This post looks at 6 economic situations to show you precisely what happens to yourself for your own money under different economic scenarios.
The 6 scenarios covered are:
- What happens to my money when inflation is high?
- What happens to my money when inflation is stagnant?
- What happens to my money in a recession?
- What happens to my money in a time of growth?
- What happens to my money while interest rates are high?
- What happens to my money while interest rates are low?
A quick overview of some of the keywords we’re using. The rest of this post will explain intuitively what all these economic situations mean for you.
Inflation is the decrease in ‘purchase power’ of money. Interest rates are the amount it costs to borrow money, or the payments you get if you’ve lent money. Growth and recession are two forms of the economy that completely change all economic aspects of life we interact with (money, businesses, jobs etc). Gross domestic product is how we measure this. When I mention ‘cash’ in these descriptions below, I’m talking about money either in cash form, or money in digital form sitting in a bank account. I have other posts on these key economic concepts linked below in the article.
This post is to give a general sense of information only. It’s NOT financial advice.
What happens to my money when inflation is high?
High inflation means money reduces in value relative to items (or items increase in price relative to the value of money).
- Cash loses value fast- it’s more cost-effective to buy things you need because if you have £100 in the bank today and that is enough for a winter coat, the relative cost of the coat compared to the money will go up. Next year that coat might cost £102, and you can no longer afford it. The money you had in the bank used to be worth a coat, now it’s not worth a coat. £100 in the banks today might only be worth £85 of real value in the future. So generally, more people spend cash to buy things or investments under high inflation.
- Investments. High inflation is not necessarily good for the value of investments, but investments will not devalue as fast as cash. You might still make money off them, even if that money you make buys you less stuff.
- If you own a house, the value of your house will go up (unless there is something else happening specifically in the housing market)
What happens to my money when inflation is stagnant?
- When inflation is stagnant, the value of cash is not reduced. It’s not particularly good, but its an ok time to have money in cash
- The value of your investments will go up as you’d expect, it’s not particularly affected
- Your house price will also not rocket up but be ok and relatively stable
- Jobs- it’s not the biggest affecter of jobs
How does the economy affect me in a recession?

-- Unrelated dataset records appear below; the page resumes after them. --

//! Preview session issuance and resolution.

use std::sync::Arc;

use arc_swap::ArcSwap;
use dashmap::mapref::entry::Entry;
use dashmap::DashMap;
use tokio::sync::Notify;

use crate::clock::SharedClock;
use crate::config::PreviewConfig;
use crate::document::UiConfigDocument;
use crate::error::{ControlPlaneError, ControlPlaneResult};
use crate::observability::metrics;
use crate::preview::session::{generate_code, normalize_code, PreviewSession};
use crate::store::ConfigStore;

/// Issues and resolves preview codes.
///
/// Codes are unique among live sessions: insertion goes through the map
/// entry API, so two concurrent issuers can never both claim one code. An
/// expired session's code may be handed out again.
#[derive(Debug)]
pub struct PreviewSessionManager {
    sessions: DashMap<String, PreviewSession>,
    store: Arc<ConfigStore>,
    clock: SharedClock,
    settings: ArcSwap<PreviewConfig>,
    reloaded: Notify,
}

impl PreviewSessionManager {
    pub fn new(store: Arc<ConfigStore>, clock: SharedClock, settings: PreviewConfig) -> Self {
        Self {
            sessions: DashMap::new(),
            store,
            clock,
            settings: ArcSwap::from_pointee(settings),
            reloaded: Notify::new(),
        }
    }

    /// Swap in new limits. Existing sessions keep their expiry.
    pub fn apply_settings(&self, settings: PreviewConfig) {
        tracing::info!(
            default_ttl_secs = settings.default_ttl_secs,
            max_ttl_secs = settings.max_ttl_secs,
            "Preview settings updated"
        );
        self.settings.store(Arc::new(settings));
        self.reloaded.notify_one();
    }

    pub fn settings(&self) -> Arc<PreviewConfig> {
        self.settings.load_full()
    }

    /// Resolves after the next [`PreviewSessionManager::apply_settings`].
    /// A reload that happened while nobody waited is not lost.
    pub async fn settings_reloaded(&self) {
        self.reloaded.notified().await;
    }

    /// Issue a code for `version`, valid for `ttl_secs` (or the default).
    pub fn issue(&self, version: &str, ttl_secs: Option<u64>) -> ControlPlaneResult<PreviewSession> {
        let settings = self.settings.load();
        let ttl = ttl_secs.unwrap_or(settings.default_ttl_secs);
        if ttl == 0 || ttl > settings.max_ttl_secs {
            return Err(ControlPlaneError::InvalidTtl {
                requested: ttl,
                max: settings.max_ttl_secs,
            });
        }

        // The version must exist; its status does not matter.
        self.store.get(version)?;

        let now = self.clock.now_secs();
        for attempt in 1..=settings.max_issue_attempts {
            let session = PreviewSession {
                code: generate_code(),
                version: version.to_string(),
                created_at: now,
                expires_at: now.saturating_add(ttl),
            };

            let claimed = match self.sessions.entry(session.code.clone()) {
                Entry::Vacant(slot) => {
                    slot.insert(session.clone());
                    true
                }
                Entry::Occupied(mut slot) if slot.get().is_expired_at(now) => {
                    slot.insert(session.clone());
                    true
                }
                Entry::Occupied(_) => false,
            };

            if claimed {
                tracing::info!(
                    code = %session.code,
                    version = %version,
                    ttl_secs = ttl,
                    attempt,
                    "Preview session issued"
                );
                metrics::record_preview_issued();
                metrics::record_active_previews(self.sessions.len());
                return Ok(session);
            }
            tracing::debug!(code = %session.code, attempt, "Preview code collision, regenerating");
        }

        tracing::warn!(version = %version, attempts = settings.max_issue_attempts, "Preview code space exhausted");
        Err(ControlPlaneError::PreviewCodesExhausted {
            attempts: settings.max_issue_attempts,
        })
    }

    /// The session behind `code`, if it is live.
    pub fn session(&self, code: &str) -> ControlPlaneResult<PreviewSession> {
        let code = normalize_code(code).ok_or_else(|| ControlPlaneError::session_not_found(code))?;
        let now = self.clock.now_secs();

        let session = self
            .sessions
            .get(&code)
            .map(|r| r.value().clone())
            .ok_or_else(|| ControlPlaneError::session_not_found(&code))?;

        if session.is_expired_at(now) {
            let retention = self.settings.load().expired_retention_secs;
            if now >= session.expires_at.saturating_add(retention) {
                self.evict_if_expired(&code, now);
            }
            return Err(ControlPlaneError::Expired { code });
        }
        Ok(session)
    }

    /// Resolve a code to the document it points at.
    pub fn resolve(&self, code: &str) -> ControlPlaneResult<UiConfigDocument> {
        let outcome = self
            .session(code)
            .and_then(|session| self.store.get(&session.version));

        metrics::record_preview_resolution(match &outcome {
            Ok(_) => "ok",
            Err(ControlPlaneError::Expired { .. }) => "expired",
            Err(_) => "not_found",
        });
        outcome
    }

    /// Invalidate a session immediately.
    pub fn revoke(&self, code: &str) -> ControlPlaneResult<PreviewSession> {
        let normalized =
            normalize_code(code).ok_or_else(|| ControlPlaneError::session_not_found(code))?;
        let (_, session) = self
            .sessions
            .remove(&normalized)
            .ok_or_else(|| ControlPlaneError::session_not_found(&normalized))?;

        tracing::info!(code = %normalized, version = %session.version, "Preview session revoked");
        metrics::record_active_previews(self.sessions.len());
        Ok(session)
    }

    /// Live sessions, newest first.
    pub fn sessions(&self) -> Vec<PreviewSession> {
        let now = self.clock.now_secs();
        let mut live: Vec<PreviewSession> = self
            .sessions
            .iter()
            .filter(|r| !r.value().is_expired_at(now))
            .map(|r| r.value().clone())
            .collect();
        live.sort_by(|a, b| b.created_at.cmp(&a.created_at).then_with(|| a.code.cmp(&b.code)));
        live
    }

    /// Physically drop sessions expired for longer than the retention
    /// window. Returns how many were removed.
    pub fn sweep(&self) -> usize {
        let now = self.clock.now_secs();
        let retention = self.settings.load().expired_retention_secs;
        let before = self.sessions.len();
        self.sessions
            .retain(|_, s| now < s.expires_at.saturating_add(retention));
        let removed = before.saturating_sub(self.sessions.len());

        metrics::record_active_previews(self.sessions.len());
        if removed > 0 {
            tracing::info!(removed, "Swept expired preview sessions");
        }
        removed
    }

    /// Total tracked sessions, including expired ones not yet swept.
    pub fn tracked(&self) -> usize {
        self.sessions.len()
    }

    fn evict_if_expired(&self, code: &str, now: u64) {
        if self
            .sessions
            .remove_if(code, |_, s| s.is_expired_at(now))
            .is_some()
        {
            tracing::debug!(code = %code, "Evicted expired preview session");
        }
    }

    #[cfg(test)]
    fn insert_raw(&self, session: PreviewSession) {
        self.sessions.insert(session.code.clone(), session);
    }
}
//! Error taxonomy for the configuration lifecycle engine.
//!
//! Every fallible operation in the store, preview, publish and serving
//! subsystems returns [`ControlPlaneError`]. Variants map one-to-one onto
//! stable machine codes (see [`ControlPlaneError::error_code`]) so editing
//! surfaces and client applications can branch on them without parsing
//! messages.

use std::fmt;

use thiserror::Error;

use crate::document::DocumentStatus;
use crate::validation::ValidationReport;

/// The kind of resource a lookup failed to find.
#[derive(Debug, Clone, Copy, PartialEq, Eq)]
pub enum ResourceKind {
    Document,
    PreviewSession,
}

impl fmt::Display for ResourceKind {
    fn fmt(&self, f: &mut fmt::Formatter<'_>) -> fmt::Result {
        match self {
            ResourceKind::Document => write!(f, "document"),
            ResourceKind::PreviewSession => write!(f, "preview session"),
        }
    }
}

/// Errors produced by the control plane core.
#[derive(Debug, Error)]
pub enum ControlPlaneError {
    /// The document violates the schema. Recoverable: fix and resubmit.
    #[error("document failed validation with {} error(s)", .0.errors.len())]
    Validation(ValidationReport),

    /// A status change the state machine does not allow.
    #[error("invalid status transition for {version}: {from} -> {to}")]
    InvalidTransition {
        version: String,
        from: DocumentStatus,
        to: DocumentStatus,
    },

    /// Another publish or rollback holds the environment. Retry.
    #[error("another publish or rollback is in progress for environment {environment}")]
    Conflict { environment: String },

    /// Unknown version or preview code.
    #[error("{kind} not found: {key}")]
    NotFound { kind: ResourceKind, key: String },

    /// Preview code exists but is past its expiry.
    #[error("preview code {code} has expired")]
    Expired { code: String },

    /// Nothing has ever been published to the environment.
    #[error("environment {environment} has no published configuration")]
    NotConfigured { environment: String },

    /// Rollback requested but there is no earlier publish to return to.
    #[error("environment {environment} has no earlier version to roll back to")]
    NoPriorVersion { environment: String },

    /// Rollback target was never published to the environment.
    #[error("version {version} was never published to environment {environment}")]
    NotInHistory { environment: String, version: String },

    #[error("version {version} already exists")]
    AlreadyExists { version: String },

    /// Content edit attempted on a document that has left draft.
    #[error("version {version} is {status}; create a new version instead of editing it")]
    Immutable {
        version: String,
        status: DocumentStatus,
    },

    /// Purge attempted on a document that is, or may become, authoritative.
    #[error("version {version} is {status} and cannot be purged")]
    PurgeRefused {
        version: String,
        status: DocumentStatus,
    },

    #[error("invalid version identifier {0:?}")]
    InvalidVersion(String),

    #[error("invalid environment name {0:?}")]
    InvalidEnvironment(String),

    #[error("preview ttl {requested}s is outside the allowed range 1..={max}s")]
    InvalidTtl { requested: u64, max: u64 },

    /// Could not find a free preview code within the attempt budget.
    #[error("no free preview code found after {attempts} attempts")]
    PreviewCodesExhausted { attempts: u32 },

    #[error("persistence error: {0}")]
    Persistence(String),
}

impl ControlPlaneError {
    /// Stable machine-readable code for this error.
    pub fn error_code(&self) -> &'static str {
        match self {
            ControlPlaneError::Validation(_) => "validation_failed",
            ControlPlaneError::InvalidTransition { .. } => "invalid_transition",
            ControlPlaneError::Conflict { .. } => "conflict",
            ControlPlaneError::NotFound { .. } => "not_found",
            ControlPlaneError::Expired { .. } => "expired",
            ControlPlaneError::NotConfigured { .. } => "not_configured",
            ControlPlaneError::NoPriorVersion { .. } => "no_prior_version",
            ControlPlaneError::NotInHistory { .. } => "not_in_history",
            ControlPlaneError::AlreadyExists { .. } => "already_exists",
            ControlPlaneError::Immutable { .. } => "immutable",
            ControlPlaneError::PurgeRefused { .. } => "purge_refused",
            ControlPlaneError::InvalidVersion(_) => "invalid_version",
            ControlPlaneError::InvalidEnvironment(_) => "invalid_environment",
            ControlPlaneError::InvalidTtl { .. } => "invalid_ttl",
            ControlPlaneError::PreviewCodesExhausted { .. } => "preview_codes_exhausted",
            ControlPlaneError::Persistence(_) => "persistence",
        }
    }

    /// Whether the caller may simply retry the same request.
    pub fn is_retryable(&self) -> bool {
        matches!(
            self,
            ControlPlaneError::Conflict { .. } | ControlPlaneError::PreviewCodesExhausted { .. }
        )
    }

    pub(crate) fn document_not_found(version: &str) -> Self {
        ControlPlaneError::NotFound {
            kind: ResourceKind::Document,
            key: version.to_string(),
        }
    }

    pub(crate) fn session_not_found(code: &str) -> Self {
        ControlPlaneError::NotFound {
            kind: ResourceKind::PreviewSession,
            key: code.to_string(),
        }
    }
}

/// Result type for control plane operations.
pub type ControlPlaneResult<T> = Result<T, ControlPlaneError>;

#[cfg(test)]
mod tests {
    use super::*;

    #[test]
    fn test_codes_keep_expired_and_not_configured_distinct() {
        let expired = ControlPlaneError::Expired { code: "ABC234".into() };
        let missing = ControlPlaneError::session_not_found("ABC234");
        let unconfigured = ControlPlaneError::NotConfigured {
            environment: "prod".into(),
        };

        assert_eq!(expired.error_code(), "expired");
        assert_eq!(missing.error_code(), "not_found");
        assert_eq!(unconfigured.error_code(), "not_configured");
    }

    #[test]
    fn test_retryable_errors() {
        assert!(ControlPlaneError::Conflict { environment: "prod".into() }.is_retryable());
        assert!(!ControlPlaneError::NoPriorVersion { environment: "prod".into() }.is_retryable());
        assert!(!ControlPlaneError::document_not_found("1.0.0").is_retryable());
    }

    #[test]
    fn test_display_messages() {
        let err = ControlPlaneError::InvalidTransition {
            version: "1.0.0".into(),
            from: DocumentStatus::Archived,
            to: DocumentStatus::Draft,
        };
        assert_eq!(
            err.to_string(),
            "invalid status transition for 1.0.0: archived -> draft"
        );
        assert_eq!(
            ControlPlaneError::document_not_found("9.9.9").to_string(),
            "document not found: 9.9.9"
        );
    }
}
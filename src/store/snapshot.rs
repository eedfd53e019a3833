//! JSON snapshot persistence.
//!
//! The whole control plane state (documents, environment pointers and
//! publish history) is written as one JSON file. Writes go to a sibling
//! temp file that is renamed into place, so a crash mid-write leaves the
//! previous snapshot intact.

use std::fs::{self, File};
use std::io::{BufReader, BufWriter, Write};
use std::path::{Path, PathBuf};

use serde::{Deserialize, Serialize};

use crate::error::{ControlPlaneError, ControlPlaneResult};
use crate::publish::{EnvironmentPointer, PublishRecord};
use crate::store::StoredDocument;

/// Serialized control plane state.
#[derive(Debug, Clone, Default, Serialize, Deserialize)]
pub struct Snapshot {
    pub documents: Vec<StoredDocument>,
    pub pointers: Vec<EnvironmentPointer>,
    pub history: Vec<PublishRecord>,
}

/// Location of the snapshot on disk.
#[derive(Debug, Clone)]
pub struct SnapshotFile {
    path: PathBuf,
}

impl SnapshotFile {
    pub fn new(path: impl Into<PathBuf>) -> Self {
        Self { path: path.into() }
    }

    pub fn path(&self) -> &Path {
        &self.path
    }

    /// Load the snapshot, or `None` if the file does not exist yet.
    pub fn load(&self) -> ControlPlaneResult<Option<Snapshot>> {
        if !self.path.exists() {
            return Ok(None);
        }
        let file = File::open(&self.path).map_err(persistence_error)?;
        let snapshot: Snapshot =
            serde_json::from_reader(BufReader::new(file)).map_err(persistence_error)?;
        tracing::info!(
            path = %self.path.display(),
            documents = snapshot.documents.len(),
            environments = snapshot.pointers.len(),
            "Loaded snapshot"
        );
        Ok(Some(snapshot))
    }

    pub fn save(&self, snapshot: &Snapshot) -> ControlPlaneResult<()> {
        if let Some(parent) = self.path.parent() {
            if !parent.as_os_str().is_empty() {
                fs::create_dir_all(parent).map_err(persistence_error)?;
            }
        }

        let tmp = self.path.with_extension("json.tmp");
        {
            let file = File::create(&tmp).map_err(persistence_error)?;
            let mut writer = BufWriter::new(file);
            serde_json::to_writer(&mut writer, snapshot).map_err(persistence_error)?;
            writer.flush().map_err(persistence_error)?;
        }
        fs::rename(&tmp, &self.path).map_err(persistence_error)?;

        tracing::debug!(
            path = %self.path.display(),
            documents = snapshot.documents.len(),
            "Saved snapshot"
        );
        Ok(())
    }
}

fn persistence_error(e: impl std::fmt::Display) -> ControlPlaneError {
    ControlPlaneError::Persistence(e.to_string())
}

#[cfg(test)]
mod tests {
    use super::*;

    #[test]
    fn test_missing_file_loads_as_none() {
        let dir = tempfile::tempdir().unwrap();
        let file = SnapshotFile::new(dir.path().join("absent.json"));
        assert!(file.load().unwrap().is_none());
    }

    #[test]
    fn test_save_creates_parent_dirs_and_round_trips() {
        let dir = tempfile::tempdir().unwrap();
        let file = SnapshotFile::new(dir.path().join("state/uicp.json"));

        file.save(&Snapshot::default()).unwrap();
        let loaded = file.load().unwrap().unwrap();
        assert!(loaded.documents.is_empty());
        assert!(!dir.path().join("state/uicp.json.tmp").exists());
    }

    #[test]
    fn test_corrupt_file_is_a_persistence_error() {
        let dir = tempfile::tempdir().unwrap();
        let path = dir.path().join("bad.json");
        std::fs::write(&path, "{not json").unwrap();

        let err = SnapshotFile::new(path).load().unwrap_err();
        assert!(matches!(err, ControlPlaneError::Persistence(_)));
    }
}
//! Configuration file watcher for hot reload.

use std::path::{Path, PathBuf};
use std::time::Duration;

use notify::{Config, Event, RecommendedWatcher, RecursiveMode, Watcher};
use tokio::sync::mpsc;

use crate::config::loader::load_config;
use crate::config::schema::ServiceConfig;

/// A watcher that monitors the configuration file for changes.
pub struct ConfigWatcher {
    path: PathBuf,
    update_tx: mpsc::UnboundedSender<ServiceConfig>,
}

impl ConfigWatcher {
    /// Create a new ConfigWatcher.
    ///
    /// Returns the watcher and a receiver for configuration updates.
    pub fn new(path: &Path) -> (Self, mpsc::UnboundedReceiver<ServiceConfig>) {
        let (update_tx, update_rx) = mpsc::unbounded_channel();

        (
            Self {
                path: path.to_path_buf(),
                update_tx,
            },
            update_rx,
        )
    }

    /// Start watching the file in a background thread.
    ///
    /// Only configurations that load and validate are forwarded; anything
    /// else is logged and the running configuration stays in place. The
    /// returned watcher must be kept alive for as long as reloads are wanted.
    pub fn run(self) -> Result<RecommendedWatcher, notify::Error> {
        let tx = self.update_tx.clone();
        let path = self.path.clone();

        let mut watcher = RecommendedWatcher::new(
            move |res: notify::Result<Event>| match res {
                Ok(event) => {
                    if event.kind.is_modify() || event.kind.is_create() {
                        tracing::info!(path = %path.display(), "Config file change detected, reloading");
                        match load_config(&path) {
                            Ok(new_config) => {
                                if tx.send(new_config).is_err() {
                                    tracing::debug!("Config update receiver dropped");
                                }
                            }
                            Err(e) => {
                                tracing::error!(error = %e, "Failed to reload config; keeping current configuration");
                            }
                        }
                    }
                }
                Err(e) => tracing::error!(error = ?e, "Config watch error"),
            },
            Config::default().with_poll_interval(Duration::from_secs(2)),
        )?;

        watcher.watch(&self.path, RecursiveMode::NonRecursive)?;

        tracing::info!(path = ?self.path, "Config watcher started");
        Ok(watcher)
    }
}
//! Resilience helpers for callers of the admin API.
//!
//! # Data Flow
//! ```text
//! publish / rollback request
//!     → 409 conflict (another writer held the environment)
//!     → backoff.rs (exponential delay with jitter)
//!     → retry until success, a different error, or attempts run out
//! ```
//!
//! # Design Decisions
//! - Only `conflict` is retried; every other error is final
//! - Jitter keeps competing operators from retrying in lockstep

pub mod backoff;

pub use backoff::{calculate_backoff, RetryPolicy};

- Your money becomes more valuable in liquid form (i.e. cash). That is not to say that suddenly cash is worth double, but people want cash in recessions. It’s harder for people to get loans, so in a personal way and for firms, money in a bank is more valuable. Without personal loans, people might use credit cards for essential spending and build up debt which could have a terrible impact over time. If you have lots of cash, you can do well by buying things that are going cheaply because often many people have to sell things at low prices to generate cash during recessions
- Investments will drop in value- you will make a bad deal if you sell them. Hence, you need to leave them in place until after the recession if you have enough cash to last you throughout. If you sell investments in a recession because you need the money, you’ll have lost out.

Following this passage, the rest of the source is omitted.